(Supplied data Opens)
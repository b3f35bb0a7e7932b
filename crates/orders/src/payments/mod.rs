//! Payment reconciliation.
//!
//! Two entry points converge on one order: a tokenized card charge and a
//! customer-declared manual transfer. Both are expressed as a
//! [`PaymentIntent`] and handled by [`reconcile::reconcile`], which re-reads
//! the order, recomputes the amounts from its stored items and writes back
//! only the fields that intent owns.

pub mod reconcile;
pub mod stripe;

use async_trait::async_trait;
use panaderia_core::{OrderId, PaymentPath, PaymentStatus};
use serde::Deserialize;
use sha2::{Digest, Sha256};
use thiserror::Error;

pub use reconcile::{ReconcileOutcome, ReconcileRequest, confirm_payment, reconcile};
pub use stripe::StripeClient;

use crate::db::RepositoryError;

/// Status string the charge provider returns for a captured charge.
pub const SUCCEEDED: &str = "succeeded";

/// Errors from the charge provider.
#[derive(Debug, Error, Clone, PartialEq, Eq)]
pub enum CardError {
    /// The provider refused the card or token.
    #[error("{0}")]
    Declined(String),

    /// The provider did not answer in time. Treated as not charged.
    #[error("charge request timed out")]
    Timeout,

    /// HTTP request failed.
    #[error("charge request failed: {0}")]
    Request(String),

    /// Failed to parse response.
    #[error("charge response error: {0}")]
    Response(String),

    /// The provider answered with a status other than `succeeded`.
    #[error("charge not completed (status: {0})")]
    Unsuccessful(String),
}

/// A single charge against a single-use token.
#[derive(Debug, Clone, PartialEq, Eq)]
pub struct ChargeRequest {
    pub token: String,
    pub amount_cents: i64,
    pub currency: String,
    /// Derived from the token; a replayed token maps to the same charge.
    pub idempotency_key: String,
    pub description: String,
}

impl ChargeRequest {
    /// Build a charge whose idempotency key is the SHA-256 of the token.
    #[must_use]
    pub fn new(token: &str, amount_cents: i64, currency: &str, description: String) -> Self {
        Self {
            token: token.to_string(),
            amount_cents,
            currency: currency.to_string(),
            idempotency_key: hex::encode(Sha256::digest(token.as_bytes())),
            description,
        }
    }
}

/// What the provider reported for a charge.
#[derive(Debug, Clone, PartialEq, Eq, Deserialize)]
pub struct ChargeOutcome {
    pub id: String,
    pub status: String,
    #[serde(default)]
    pub failure_message: Option<String>,
}

impl ChargeOutcome {
    /// Only an explicit `succeeded` counts as payment.
    #[must_use]
    pub fn is_success(&self) -> bool {
        self.status == SUCCEEDED
    }
}

/// Charge provider.
#[async_trait]
pub trait CardProcessor: Send + Sync {
    /// Charge `amount_cents` against a single-use token.
    async fn charge(&self, request: &ChargeRequest) -> Result<ChargeOutcome, CardError>;
}

/// How the customer intends to pay.
#[derive(Debug, Clone, PartialEq, Eq)]
pub enum PaymentIntent {
    /// Tokenized card charge.
    Card {
        token: String,
        billing_postal_code: Option<String>,
    },
    /// Out-of-band transfer confirmed later by staff.
    Manual { reference: Option<String> },
}

impl PaymentIntent {
    /// Pricing path for this intent.
    #[must_use]
    pub const fn path(&self) -> PaymentPath {
        match self {
            Self::Card { .. } => PaymentPath::Card,
            Self::Manual { .. } => PaymentPath::ManualTransfer,
        }
    }
}

/// Reconciliation failures that are not plain store errors.
#[derive(Debug, Error)]
pub enum PaymentError {
    /// The charge did not go through; the order stays payable.
    #[error("{message}")]
    Declined { message: String, order_id: OrderId },

    /// Some stored line item has no price yet.
    #[error("order has items still awaiting a price")]
    PricePending,

    /// The recomputed total cannot be charged.
    #[error("invalid amount: {0}")]
    InvalidAmount(String),

    /// A staff confirmation hit an order that is not awaiting one.
    #[error("payment is {0}, not pending")]
    NotPending(PaymentStatus),

    /// Card orders are only completed by a successful charge.
    #[error("card orders are confirmed by their charge")]
    ChargeRequired,

    /// Store failure.
    #[error(transparent)]
    Store(#[from] RepositoryError),
}

/// Human-legible manual transfer reference, e.g. `ZL-7K2M9Q`.
#[must_use]
pub fn generate_transfer_reference() -> String {
    use rand::seq::IndexedRandom;

    // Excludes 0, O, 1 and I.
    const ALPHABET: &[u8] = b"ABCDEFGHJKLMNPQRSTUVWXYZ23456789";
    let mut rng = rand::rng();
    let code: String = (0..6)
        .filter_map(|_| ALPHABET.choose(&mut rng).copied().map(char::from))
        .collect();
    format!("ZL-{code}")
}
(Supplied data Closes)
Using the data above, tally each line that has the string "PartialEq" and report only the sum.

▸ Your response
4